**EXERCISE GOAL**: In full and without edits, write out the data that follows.

**DATASET CONTENT**:
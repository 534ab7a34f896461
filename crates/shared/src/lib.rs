//! Wire protocol shared between the Helion host daemon and the guest agent.
//!
//! A frame on the serial channel is a 4-byte big-endian length followed by
//! exactly that many payload bytes. The payload is the postcard encoding of
//! one [`message::Message`].

pub mod error;
pub mod message;
pub mod ops;
pub mod wire;

pub use error::ErrorKind;
pub use message::{Kind, Message, Status, PROTOCOL_VERSION};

**OUTPUT FOR THIS TASK**:
repository 534ab7a34f896461
filename crates/shared/src/lib.rs
//! Wire protocol shared between the Helion host daemon and the guest agent.
//!
//! A frame on the serial channel is a 4-byte big-endian length followed by
//! exactly that many payload bytes. The payload is the postcard encoding of
//! one [`message::Message`].

pub mod error;
pub mod message;
pub mod ops;
pub mod wire;

pub use error::ErrorKind;
pub use message::{Kind, Message, Status, PROTOCOL_VERSION};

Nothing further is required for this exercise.